5 Skills Every Data Scientist Will Need For Their Job in 2018 - Lava Protocols

Written by Admin | Mar 28, 2018 9:50:43 AM

by Devon Hopkins

From Reddit to the New York Times, data scientists are in hot demand. Many want to break into the field, but the available career advice can be overwhelming: Which coding languages should you know? Do you have to be an expert in machine learning? Is it better to beef up on your technical skills or to nail down your design principles?

To answer these questions (and more), CARTO’s newest addition to the Data & Research team, Wenfei Xu, is here to tell us about the journey that ultimately led her to CARTO. Below, she shares her five secrets for success.

1. A foundation in statistics helps you understand large datasets

At the University of Chicago, Xu studied economics, including single and multi-linear regressions, time series econometrics, and forecast modeling. Though she’s no longer trying to model the price of fixed income instruments, she still relies on her undergrad training to guide her data analysis

For example, Xu is currently working on a project to better understand how people use public parks in New York City through mobile phone data. Working with terabytes of data (like the latitude and longitude where the app was opened, the timestamp, the length of use), she was able to choose the right distribution method (logarithmic) to evaluate the data.

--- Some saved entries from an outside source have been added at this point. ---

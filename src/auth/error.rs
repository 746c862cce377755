// SPDX-License-Identifier: AGPL-3.0-or-later
//
// Copyright (C) 2026 Relational Network

//! Per-request gate errors.
//!
//! Every variant is terminal for the request that produced it. Causes are
//! carried as short strings built from the upstream error's display, never
//! from token or cookie contents.

use axum::{
    http::StatusCode,
    response::{IntoResponse, Response},
    Json,
};
use serde::Serialize;

/// Authentication and authorization failures.
#[derive(Debug, Clone, PartialEq, Eq, thiserror::Error)]
pub enum AuthError {
    /// Neither a token nor a usable session cookie was presented
    #[error("missing credentials: no bearer token or session cookie")]
    MissingCredentials,

    /// Token is malformed or its signature does not verify
    #[error("failed to verify a valid token: {0}")]
    InvalidToken(String),

    /// Token verified but is past its `exp`
    #[error("token has expired")]
    TokenExpired,

    /// Platform key set could not be obtained
    #[error("failed to fetch platform key set: {0}")]
    KeySetFetch(String),

    /// Principal key could not be retrieved from the authorization service
    #[error("failed to fetch principal public key: {0}")]
    KeyFetch(String),

    /// Session exchange was rejected or returned something unusable
    #[error("invalid session, failed to fetch principal: {0}")]
    SessionInvalid(String),

    /// The authorization service explicitly denied the request, or the
    /// route is unmapped under a deny-by-default policy
    #[error("not allowed")]
    Denied,

    /// The permission check itself failed (network or decoding)
    #[error("permission check failed: {0}")]
    Check(String),
}

#[derive(Serialize)]
struct AuthErrorBody {
    error: String,
    error_code: String,
}

impl AuthError {
    /// Get the error code for this error.
    pub fn error_code(&self) -> &'static str {
        match self {
            AuthError::MissingCredentials => "missing_credentials",
            AuthError::InvalidToken(_) => "invalid_token",
            AuthError::TokenExpired => "token_expired",
            AuthError::KeySetFetch(_) => "key_set_fetch_error",
            AuthError::KeyFetch(_) => "key_fetch_error",
            AuthError::SessionInvalid(_) => "session_invalid",
            AuthError::Denied => "not_allowed",
            AuthError::Check(_) => "check_error",
        }
    }

    /// Get the HTTP status code for this error.
    ///
    /// Only a failed permission check is an internal error; everything else,
    /// including upstream key retrieval failures, rejects the caller.
    pub fn status_code(&self) -> StatusCode {
        match self {
            AuthError::Check(_) => StatusCode::INTERNAL_SERVER_ERROR,
            _ => StatusCode::UNAUTHORIZED,
        }
    }
}

impl IntoResponse for AuthError {
    fn into_response(self) -> Response {
        let status = self.status_code();
        let body = Json(AuthErrorBody {
            error: self.to_string(),
            error_code: self.error_code().to_string(),
        });
        (status, body).into_response()
    }
}

#[cfg(test)]
mod tests {
    use super::*;
    use axum::body::to_bytes;

    #[tokio::test]
    async fn missing_credentials_returns_401() {
        let response = AuthError::MissingCredentials.into_response();
        assert_eq!(response.status(), StatusCode::UNAUTHORIZED);

        let body_bytes = to_bytes(response.into_body(), usize::MAX).await.unwrap();
        let body: serde_json::Value = serde_json::from_slice(&body_bytes).unwrap();
        assert_eq!(body["error_code"], "missing_credentials");
    }

    #[tokio::test]
    async fn denial_body_says_not_allowed() {
        let response = AuthError::Denied.into_response();
        assert_eq!(response.status(), StatusCode::UNAUTHORIZED);

        let body_bytes = to_bytes(response.into_body(), usize::MAX).await.unwrap();
        let body: serde_json::Value = serde_json::from_slice(&body_bytes).unwrap();
        assert_eq!(body["error"], "not allowed");
        assert_eq!(body["error_code"], "not_allowed");
    }

    #[test]
    fn check_failure_is_internal() {
        let err = AuthError::Check("connection refused".to_string());
        assert_eq!(err.status_code(), StatusCode::INTERNAL_SERVER_ERROR);
    }

    #[test]
    fn upstream_key_failures_reject_the_caller() {
        for err in [
            AuthError::KeySetFetch("timeout".into()),
            AuthError::KeyFetch("timeout".into()),
            AuthError::SessionInvalid("HTTP 403".into()),
            AuthError::InvalidToken("bad signature".into()),
            AuthError::TokenExpired,
        ] {
            assert_eq!(err.status_code(), StatusCode::UNAUTHORIZED, "{err}");
        }
    }

    #[test]
    fn messages_wrap_the_cause() {
        let err = AuthError::SessionInvalid("HTTP 500 from profile endpoint".to_string());
        assert_eq!(
            err.to_string(),
            "invalid session, failed to fetch principal: HTTP 500 from profile endpoint"
        );
    }
}
// SPDX-License-Identifier: AGPL-3.0-or-later
//
// Copyright (C) 2026 Relational Network

//! Token verification.
//!
//! ## Key selection
//!
//! 1. The token is decoded *without* verification, only to read the routing
//!    claims: the generator marker `gen`, the subject and the key id.
//! 2. `gen == "system"`: the token was minted by the authorization service
//!    and is verified against the platform key set.
//! 3. Anything else is a principal-issued token. The key registered for
//!    (subject, key id) is fetched from the authorization service and the
//!    token is verified against that key only.
//!
//! Nothing read in step 1 is returned to callers. Claims always come from
//! the verified decode in step 2 or 3.

use std::sync::Arc;

use axum::http::HeaderMap;
use jsonwebtoken::errors::ErrorKind;
use jsonwebtoken::jwk::{AlgorithmParameters, EllipticCurve, Jwk, JwkSet, KeyAlgorithm};
use jsonwebtoken::{decode, Algorithm, DecodingKey, Validation};
use serde::Deserialize;
use serde_json::{Map, Value};

use super::claims::{Claims, SYSTEM_GENERATOR};
use super::error::AuthError;
use super::jwks::KeySetCache;
use crate::client::{describe, forwarded_headers, ServiceEndpoint};

/// Clock skew tolerance (60 seconds).
const CLOCK_SKEW_LEEWAY: u64 = 60;

/// Claims read from the unverified payload to pick a key.
#[derive(Debug, Clone, Default, Deserialize)]
struct RoutingClaims {
    #[serde(default)]
    gen: Option<Value>,
    #[serde(default)]
    sub: Option<Value>,
    #[serde(default)]
    kid: Option<Value>,
}

/// Which key a token must be verified against.
#[derive(Debug, PartialEq, Eq)]
enum KeySource {
    Platform { kid: Option<String> },
    Principal { subject: String, kid: String },
}

/// Verifies raw tokens and returns their claims.
#[derive(Clone)]
pub struct TokenVerifier {
    endpoint: ServiceEndpoint,
    client: reqwest::Client,
    key_set: Arc<dyn KeySetCache>,
}

impl TokenVerifier {
    pub fn new(
        endpoint: ServiceEndpoint,
        client: reqwest::Client,
        key_set: Arc<dyn KeySetCache>,
    ) -> Self {
        Self {
            endpoint,
            client,
            key_set,
        }
    }

    /// Verify `token` and return its claims.
    ///
    /// `headers` are the inbound request headers, forwarded on the principal
    /// key lookup.
    pub async fn verify(&self, token: &str, headers: &HeaderMap) -> Result<Claims, AuthError> {
        let verified = match route(token)? {
            KeySource::Platform { kid } => self.verify_platform(token, kid.as_deref()).await?,
            KeySource::Principal { subject, kid } => {
                let jwk = self.fetch_principal_key(&subject, &kid, headers).await?;
                verify_with_jwk(token, &jwk)?
            }
        };

        let claims = Claims::from_verified(verified);
        if claims.expires_at().is_none() {
            return Err(AuthError::InvalidToken("missing exp claim".to_string()));
        }
        Ok(claims)
    }

    async fn verify_platform(
        &self,
        token: &str,
        kid: Option<&str>,
    ) -> Result<Map<String, Value>, AuthError> {
        let jwks = self.key_set.get().await?;

        let Some(kid) = kid else {
            return verify_with_any(token, &jwks);
        };

        let jwks = if jwks.find(kid).is_some() {
            jwks
        } else {
            // Possibly a rotated key; refresh is bounded by the cache's floor.
            tracing::debug!(kid, "Token key id not in platform key set, refreshing");
            self.key_set.refresh().await?
        };

        let jwk = jwks
            .find(kid)
            .ok_or_else(|| AuthError::InvalidToken("no platform key matches token kid".to_string()))?;
        verify_with_jwk(token, jwk)
    }

    /// Fetch the public key registered for (subject, key id).
    async fn fetch_principal_key(
        &self,
        subject: &str,
        kid: &str,
        headers: &HeaderMap,
    ) -> Result<Jwk, AuthError> {
        let url = self
            .endpoint
            .principal_key_url(subject, kid)
            .ok_or_else(|| AuthError::InvalidToken("unusable subject or key id".to_string()))?;

        let response = self
            .client
            .get(url)
            .headers(forwarded_headers(headers))
            .send()
            .await
            .map_err(|e| AuthError::KeyFetch(describe(e)))?;

        if !response.status().is_success() {
            tracing::warn!(
                principal_id = subject,
                kid,
                status = %response.status(),
                "Principal key lookup rejected"
            );
            return Err(AuthError::InvalidToken(format!(
                "principal key lookup returned HTTP {}",
                response.status()
            )));
        }

        let body = response
            .bytes()
            .await
            .map_err(|e| AuthError::KeyFetch(describe(e)))?;

        select_principal_key(&body, kid)
    }
}

/// Decide which key verifies `token`, from its unverified contents.
fn route(token: &str) -> Result<KeySource, AuthError> {
    let peek = jsonwebtoken::dangerous::insecure_decode::<RoutingClaims>(token)
        .map_err(|e| AuthError::InvalidToken(e.to_string()))?;

    let header_kid = peek.header.kid.filter(|k| !k.is_empty());
    let RoutingClaims { gen, sub, kid } = peek.claims;

    if gen.as_ref().and_then(Value::as_str) == Some(SYSTEM_GENERATOR) {
        return Ok(KeySource::Platform { kid: header_kid });
    }

    let subject = sub
        .as_ref()
        .and_then(Value::as_str)
        .filter(|s| !s.is_empty())
        .ok_or_else(|| AuthError::InvalidToken("missing subject".to_string()))?
        .to_string();
    let kid = kid
        .as_ref()
        .and_then(Value::as_str)
        .filter(|k| !k.is_empty())
        .map(str::to_string)
        .or(header_kid)
        .ok_or_else(|| AuthError::InvalidToken("missing key id".to_string()))?;

    Ok(KeySource::Principal { subject, kid })
}

/// Pick the key with id `kid` out of a principal key response.
///
/// Accepts either a key set or a single key. A lone key without an id is
/// taken as the key registered under the requested id.
fn select_principal_key(body: &[u8], kid: &str) -> Result<Jwk, AuthError> {
    let keys = match serde_json::from_slice::<JwkSet>(body) {
        Ok(set) => set.keys,
        Err(_) => vec![serde_json::from_slice::<Jwk>(body)
            .map_err(|e| AuthError::InvalidToken(format!("unreadable principal key: {e}")))?],
    };

    if let Some(jwk) = keys
        .iter()
        .find(|k| k.common.key_id.as_deref() == Some(kid))
    {
        return Ok(jwk.clone());
    }
    match keys.as_slice() {
        [only] if only.common.key_id.is_none() => Ok(only.clone()),
        _ => Err(AuthError::InvalidToken("principal key not found".to_string())),
    }
}

/// Try every key in the set; used for tokens without a `kid` header.
fn verify_with_any(token: &str, jwks: &JwkSet) -> Result<Map<String, Value>, AuthError> {
    for jwk in &jwks.keys {
        match verify_with_jwk(token, jwk) {
            Ok(claims) => return Ok(claims),
            // The signature matched; the claims did not.
            Err(AuthError::TokenExpired) => return Err(AuthError::TokenExpired),
            Err(_) => continue,
        }
    }
    Err(AuthError::InvalidToken("no platform key verifies token".to_string()))
}

/// Verify the signature and standard claims of `token` against one key.
fn verify_with_jwk(token: &str, jwk: &Jwk) -> Result<Map<String, Value>, AuthError> {
    let (decoding_key, algorithms) = jwk_to_decoding_key(jwk)?;

    let mut validation = Validation::new(algorithms[0]);
    validation.algorithms = algorithms;
    validation.leeway = CLOCK_SKEW_LEEWAY;
    validation.validate_exp = true;
    validation.validate_nbf = true;
    validation.validate_aud = false;
    validation.set_required_spec_claims(&["exp", "sub"]);

    decode::<Map<String, Value>>(token, &decoding_key, &validation)
        .map(|data| data.claims)
        .map_err(|e| match e.kind() {
            ErrorKind::ExpiredSignature => AuthError::TokenExpired,
            ErrorKind::InvalidSignature => {
                AuthError::InvalidToken("signature mismatch".to_string())
            }
            ErrorKind::ImmatureSignature => {
                AuthError::InvalidToken("token not yet valid".to_string())
            }
            ErrorKind::InvalidAlgorithm => {
                AuthError::InvalidToken("algorithm does not match key".to_string())
            }
            ErrorKind::MissingRequiredClaim(claim) => {
                AuthError::InvalidToken(format!("missing {claim} claim"))
            }
            _ => AuthError::InvalidToken(e.to_string()),
        })
}

/// Convert a JWK to a DecodingKey and the algorithms it may verify.
fn jwk_to_decoding_key(jwk: &Jwk) -> Result<(DecodingKey, Vec<Algorithm>), AuthError> {
    let unsupported = || AuthError::InvalidToken("unsupported key algorithm".to_string());
    let declared = jwk.common.key_algorithm;

    match &jwk.algorithm {
        AlgorithmParameters::RSA(rsa) => {
            let key = DecodingKey::from_rsa_components(&rsa.n, &rsa.e)
                .map_err(|e| AuthError::InvalidToken(format!("invalid RSA key: {e}")))?;

            let algorithms = match declared {
                Some(KeyAlgorithm::RS256) => vec![Algorithm::RS256],
                Some(KeyAlgorithm::RS384) => vec![Algorithm::RS384],
                Some(KeyAlgorithm::RS512) => vec![Algorithm::RS512],
                Some(KeyAlgorithm::PS256) => vec![Algorithm::PS256],
                Some(KeyAlgorithm::PS384) => vec![Algorithm::PS384],
                Some(KeyAlgorithm::PS512) => vec![Algorithm::PS512],
                None => vec![Algorithm::RS256, Algorithm::RS384, Algorithm::RS512],
                Some(_) => return Err(unsupported()),
            };
            Ok((key, algorithms))
        }
        AlgorithmParameters::EllipticCurve(ec) => {
            let key = DecodingKey::from_ec_components(&ec.x, &ec.y)
                .map_err(|e| AuthError::InvalidToken(format!("invalid EC key: {e}")))?;

            let algorithm = match (&ec.curve, declared) {
                (EllipticCurve::P256, None | Some(KeyAlgorithm::ES256)) => Algorithm::ES256,
                (EllipticCurve::P384, None | Some(KeyAlgorithm::ES384)) => Algorithm::ES384,
                _ => return Err(unsupported()),
            };
            Ok((key, vec![algorithm]))
        }
        AlgorithmParameters::OctetKeyPair(okp) => {
            if okp.curve != EllipticCurve::Ed25519
                || !matches!(declared, None | Some(KeyAlgorithm::EdDSA))
            {
                return Err(unsupported());
            }
            let key = DecodingKey::from_ed_components(&okp.x)
                .map_err(|e| AuthError::InvalidToken(format!("invalid Ed25519 key: {e}")))?;
            Ok((key, vec![Algorithm::EdDSA]))
        }
        _ => Err(unsupported()),
    }
}
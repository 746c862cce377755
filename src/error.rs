// SPDX-License-Identifier: AGPL-3.0-or-later
//
// Copyright (C) 2026 Relational Network

//! Construction-time errors.
//!
//! These abort gate construction entirely and are never retried.

/// Errors raised while building a [`crate::Gate`] or one of its parts.
#[derive(Debug, thiserror::Error)]
pub enum ConfigError {
    /// The authorization service endpoint is empty, unparsable or has no host.
    #[error("missing authorization service host")]
    MissingHost,

    /// The key set source URL could not be parsed.
    #[error("invalid key set URL {url:?}: {reason}")]
    InvalidKeySetUrl { url: String, reason: String },

    /// `register` was called on a key set cache that already has a source.
    #[error("key set source already registered")]
    AlreadyRegistered,

    /// Two resolvers were configured for the same path and method.
    #[error("duplicate resource mapping for {method} {path}")]
    DuplicateResourcePath { path: String, method: String },

    /// The outbound HTTP client could not be built.
    #[error("failed to build HTTP client: {0}")]
    HttpClient(String),

    /// The service-user private key could not be parsed.
    #[error("invalid service-user credential: {0}")]
    InvalidCredential(String),

    /// A server environment variable is set to an unusable value.
    #[error("invalid {name}: {reason}")]
    InvalidEnv { name: &'static str, reason: String },
}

2. Study design principles to better understand how to visualize data

After three years working in finance, Xu decided to go back to school and study architecture and urban planning. While at MIT, she learned how to use design principles to prioritize certain information. Xu worked on a project last month about the different communities living in Williamsburg, Brooklyn. As a former resident of the neighborhood, she wanted to depict the co-habitation of those communities using visual design principles. In her analysis, she used pick-up and drop-off data from New York City taxis to identify different sub-groups.

She found that a substantial number of people, nicknamed “partiers,” take taxis from Lower Manhattan and other parts of Brooklyn to Williamsburg, generally pretty late at night and on the weekend. To make that message stick out, she used a simple black-and-white map with street boundaries and overlaid it with bright, primary colors for each of the pick-ups and drop-offs.

3. Practice telling a story with your data

According to Xu, the best statistical models and sharpest design principles should ultimately come together to tell a narrative. When she created the Williamsburg taxi map, Xu discovered that there were 75 potential communities she could include, far too many to for one map. But, because she had a clear story in mind — that demographically disparate communities co-exist in Williamsburg, often in overlapping space — she was able to best support her argument by whittling down the options to the best five groups, even if they weren’t necessarily the largest.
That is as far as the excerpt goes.